I have my own very clear sense of what’s true, right and important amidst the scandal and accusations flying across the floor of the House of Commons these days.  But I can’t escape a sinking feeling, the sense that we all – MPs and Senators, the institutions and the politics we practice – are sinking into a huge steaming pile of something unpleasant.

But these are moments. And while very unhelpful to my conviction that politics matters, the pathology of disengagement has a different explanation.

I believe the issue is really one of relevance.  Canada has left its federal government behind. We’ve had successive federal governments that govern to the postcard, to the travel brochure, to images and myths and probably sometimes to something actually historical – but not to the reality that most Canadians live.

That reality is largely an urban one.  Cities are where 80 per cent of us live.  They’re where we work or search for work.  They’re the environments we’ve built for ourselves to live in.  They impact our health.  They’re responsible for 80 per cent of our greenhouse gas emissions.  They are the places where we create most of our wealth.  And they are Canada’s gateways along a transnational network of people, goods and culture.
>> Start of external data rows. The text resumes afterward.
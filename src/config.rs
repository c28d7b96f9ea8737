use anyhow::ensure;
use serde::Deserialize;

/// Upper bound for any token lifetime: one year.
pub const MAX_TTL_MINUTES: i64 = 60 * 24 * 365;

#[derive(Debug, Clone, Deserialize)]
pub struct JwtConfig {
    pub secret: String,
    pub issuer: String,
    pub audience: String,
    pub ttl_minutes: i64,
    pub refresh_ttl_minutes: i64,
}

/// Credentials of the account created on first start.
#[derive(Debug, Clone, Deserialize)]
pub struct SeedConfig {
    pub admin_email: String,
    pub admin_username: String,
    pub admin_password: String,
}

#[derive(Debug, Clone, Deserialize)]
pub struct AppConfig {
    pub database_url: String,
    pub db_max_connections: u32,
    pub jwt: JwtConfig,
    pub seed: SeedConfig,
}

impl AppConfig {
    pub fn from_env() -> anyhow::Result<Self> {
        let database_url = std::env::var("DATABASE_URL")?;
        let db_max_connections = env_parse("DB_MAX_CONNECTIONS", 10);
        let jwt = JwtConfig {
            secret: std::env::var("JWT_SECRET")?,
            issuer: std::env::var("JWT_ISSUER").unwrap_or_else(|_| "caltrack".into()),
            audience: std::env::var("JWT_AUDIENCE").unwrap_or_else(|_| "caltrack-users".into()),
            ttl_minutes: ttl_minutes("JWT_TTL_MINUTES", 60)?,
            refresh_ttl_minutes: ttl_minutes("JWT_REFRESH_TTL_MINUTES", 60 * 24 * 14)?,
        };
        let seed = SeedConfig::from_env();
        Ok(Self {
            database_url,
            db_max_connections,
            jwt,
            seed,
        })
    }
}

impl SeedConfig {
    pub fn from_env() -> Self {
        Self {
            admin_email: std::env::var("SEED_ADMIN_EMAIL")
                .unwrap_or_else(|_| "admin@example.com".into()),
            admin_username: std::env::var("SEED_ADMIN_USERNAME").unwrap_or_else(|_| "Admin".into()),
            admin_password: std::env::var("SEED_ADMIN_PASSWORD")
                .unwrap_or_else(|_| "Ani@1112".into()),
        }
    }
}

fn ttl_minutes(key: &str, default: i64) -> anyhow::Result<i64> {
    let minutes = env_parse(key, default);
    ensure!(
        (1..=MAX_TTL_MINUTES).contains(&minutes),
        "{key} must be between 1 and {MAX_TTL_MINUTES} minutes, got {minutes}"
    );
    Ok(minutes)
}

fn env_parse<T: std::str::FromStr>(key: &str, default: T) -> T {
    std::env::var(key)
        .ok()
        .and_then(|v| v.parse::<T>().ok())
        .unwrap_or(default)
}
We have not, and have never, fully and seriously accounted for this reality in federal politics.  When we settled on the division of powers for this country in 1867, only 15 per cent of Canadians lived in Canada’s cities.  It has been said that poultry in the streets and public drunkenness were the great urban issues of the day.  An exaggeration, no doubt but…Federally, we still govern to the letter of the Constitution.

Grudgingly, paternalistically and only very recently – since, in fact, what the Federation of Canadian Municipalities calls the “doomsday” budget of 2003 – has the Federal government acknowledged an urban infrastructure deficit born of their own neglect, cutbacks and downloads, perpetuated by a fiscal imbalance.

But still cities remain, in all of this, simply municipalities – a separate order of government in need of some form or other of transfers and/or exceptional revenue tools.  In none of this are cities taken seriously and the urban reality of Canada accounted for.  In none of this do we recognize the very true and simple equation of national success with urban success.

We need to recognize that we have a national interest in the success of our cities.  When we catch up to – and govern to – this reality, we’ll find an urban agenda at the forefront of our national agenda.  And then our communities will be reconnected with federal politics and Canadians will find, I believe, something more relevant in federal politics again.